Just because you have filler doesn’t mean you will necessarily suffer from filler fatigue. It normally comes as a result of either too many or too frequent injections. If you’re thinking about having fillers for the first time or looking to get fillers again, there’s a couple of things to take into account. Dr. Shirin Lakhani, MBBS, MRCGP, DRCOG recommends thinking carefully about why you want them first. With the bombardment of images of beauty ideals on social media, it can be easy to get swept up in trends.
“It is important that you’re getting them for reasons that are important to you, and not because you’re trying to keep up to media pressure or to achieve the impossible,” Dr. Lakhani pointed out. Think about the results you want and be practical about what the fillers can do to your face. “Whilst fillers can help to plump sagging skin and hollow areas of the face, it’s important to be realistic about what you’re hoping to achieve,” she added.
Choosing a regulated professional is of the utmost importance. “It’s important to remember that the face has many underlying sensitive structures including nerves, vessels and so on. If the person doing your fillers isn’t trained there’s a risk of damage, artery occlusion, infection and in worst cases even death,” Dr. Lakhani warned. A trained medical professional won’t just give you the best results, but they also will be familiar with safety procedures if anything goes wrong, and will be getting the filler from a legitimate and safe supplier. “When filled carefully and in small amounts, filler fatigue can be avoided,” Prisk confirmed. By choosing a seasoned professional who will offer the right amount of fillers at the right amount of regularity, you can be reassured that you won’t suffer from filler fatigue.
Alternatives to fillers
If you’re concerned about fillers or already had some and don’t wish to have them again, you do have other options. Firstly, you can upgrade your at-home skincare routine.
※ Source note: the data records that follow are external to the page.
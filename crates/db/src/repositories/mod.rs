//! Repositories for database access.

pub mod post;
pub mod user;

pub use post::PostRepository;
pub use user::UserRepository;
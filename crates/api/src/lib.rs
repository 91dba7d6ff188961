//! HTTP API layer for agora.
//!
//! This crate provides the JSON API over the engagement engine:
//!
//! - **Endpoints**: users, posts, votes, listings
//! - **Extractors**: bearer-token authentication
//! - **Middleware**: auth, tracing, CORS, body limits
//!
//! Built on Axum 0.8 with Tower middleware stack.

pub mod endpoints;
pub mod extractors;
pub mod middleware;
pub mod response;

pub use endpoints::{app, router};
pub use middleware::AppState;
//! User service.

use std::sync::Arc;

use agora_common::{AppError, AppResult, IdGenerator};
use agora_db::{entities::user, repositories::UserRepository};
use chrono::Utc;
use sea_orm::Set;
use serde::Deserialize;
use tracing::info;
use uuid::Uuid;
use validator::Validate;

/// Input for creating a new user.
#[derive(Debug, Deserialize, Validate)]
pub struct CreateUserInput {
    #[validate(length(min = 1, max = 128))]
    pub username: String,
}

impl CreateUserInput {
    fn check(&self) -> AppResult<()> {
        self.validate()?;
        if !self
            .username
            .chars()
            .all(|c| c.is_ascii_alphanumeric() || c == '_')
        {
            return Err(AppError::Validation(
                "Username may only contain letters, digits and underscores".to_string(),
            ));
        }
        Ok(())
    }
}

/// User service for business logic.
#[derive(Clone)]
pub struct UserService {
    user_repo: UserRepository,
    id_gen: Arc<IdGenerator>,
}

impl UserService {
    /// Create a new user service.
    #[must_use]
    pub const fn new(user_repo: UserRepository, id_gen: Arc<IdGenerator>) -> Self {
        Self { user_repo, id_gen }
    }

    /// Create a new user with a fresh bearer token.
    pub async fn create(&self, input: CreateUserInput) -> AppResult<user::Model> {
        input.check()?;

        if self
            .user_repo
            .find_by_username(&input.username)
            .await?
            .is_some()
        {
            return Err(AppError::Conflict("Username already taken".to_string()));
        }

        let model = user::ActiveModel {
            id: Set(self.id_gen.generate()?),
            username_lower: Set(input.username.to_lowercase()),
            username: Set(input.username),
            token: Set(generate_token()),
            created_at: Set(Utc::now().into()),
        };

        let user = self.user_repo.create(model).await?;
        info!(user_id = user.id, username = %user.username, "Created user");
        Ok(user)
    }

    /// Get a user by ID.
    pub async fn get(&self, id: i64) -> AppResult<user::Model> {
        self.user_repo.get_by_id(id).await
    }

    /// Authenticate a user by token.
    pub async fn authenticate_by_token(&self, token: &str) -> AppResult<user::Model> {
        self.user_repo
            .find_by_token(token)
            .await?
            .ok_or(AppError::Unauthorized)
    }
}

/// Tokens carry no time component.
fn generate_token() -> String {
    Uuid::new_v4().simple().to_string()
}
It won’t give you the same results as you see in a clinic but it’s a good start. “Sun protection and lifestyle habits can contribute hugely to helping to prevent premature aging of the skin and the wrinkles and lines that filler is often sought to address,” Dr. Lakhani pointed out. Start by wearing sun protection factor 30-50 every day. Similarly, you can look to include topical creams that include active ingredients like Retinol or Vitamin C which have been shown to boost cell turnover, tackle fine lines and plump the skin. Try including a Vitamin C serum like C.E.O 15% Vitamin C Brightening Serum in your morning routine and a Retinol serum like A+ High-Dose Retinoid Serum in your evening one.
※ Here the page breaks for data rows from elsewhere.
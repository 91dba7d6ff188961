//! Database layer for agora.
//!
//! Users and posts live in Postgres. Votes and scores do not; they belong to
//! the engagement store in `agora-core`.

pub mod entities;
pub mod migrations;
pub mod repositories;
pub mod test_utils;

use agora_common::{AppError, config::DatabaseConfig};
use sea_orm::{ConnectOptions, Database, DatabaseConnection};
use std::time::Duration;
use tracing::info;
use tracing::log::LevelFilter;

/// Initialize database connection.
pub async fn init(config: &DatabaseConfig) -> Result<DatabaseConnection, AppError> {
    let mut opt = ConnectOptions::new(&config.url);

    opt.max_connections(config.max_connections)
        .min_connections(config.min_connections)
        .connect_timeout(Duration::from_secs(10))
        .acquire_timeout(Duration::from_secs(10))
        .idle_timeout(Duration::from_secs(600))
        .max_lifetime(Duration::from_secs(1800))
        .sqlx_logging(true)
        .sqlx_logging_level(LevelFilter::Debug);

    let db = Database::connect(opt)
        .await
        .map_err(|e| AppError::Database(e.to_string()))?;

    info!(
        max_connections = config.max_connections,
        "Connected to database"
    );
    Ok(db)
}

/// Run pending migrations.
pub async fn migrate(db: &DatabaseConnection) -> Result<(), AppError> {
    use sea_orm_migration::MigratorTrait;

    let pending = migrations::Migrator::get_pending_migrations(db)
        .await
        .map_err(|e| AppError::Database(e.to_string()))?
        .len();

    migrations::Migrator::up(db, None)
        .await
        .map_err(|e| AppError::Database(e.to_string()))?;

    info!(applied = pending, "Migrations completed");
    Ok(())
}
In-clinic there are other non-invasive treatments that offer similar results to fillers. “While fillers aim to replace lost volume in the skin by injecting the gel-like substance into it, these treatments look to address the lack of volume, sagging skin, and wrinkles in a number of different ways,” Dr. Lakhani noted.
Here, Dr. Lakhani shares here four alternatives to fillers:
- Endolift: This innovative procedure remodels the entire face by inserting tiny fibers under the skin. It corrects mild sagging of the skin and fat accumulations on the lower third of the face (double chin, cheeks, mouth, jawline) and neck as well as for correcting the skin laxity of the lower eyelid.
- Profhilo: This is essentially an injectable moisturizer (containing hyaluronic acid), rather than a filler. It effectively hydrates the skin from the inside out. Hyaluronic acid can hold 1000 times its weight in water creating a significant deep moisturizing activity.
- PRP therapy: This procedure, sometimes called a ‘Vampire Facelift’ involves giving a patient injections using their own blood components — called platelets — which have growth factors that can stimulate blood flow and boost collagen.
- Fraxel: This laser treatment isn’t invasive like fillers and instead aims to rejuvenate the skin. It’s a non-invasive microscopic laser that penetrates the skin to encourage new collagen and elastin growth.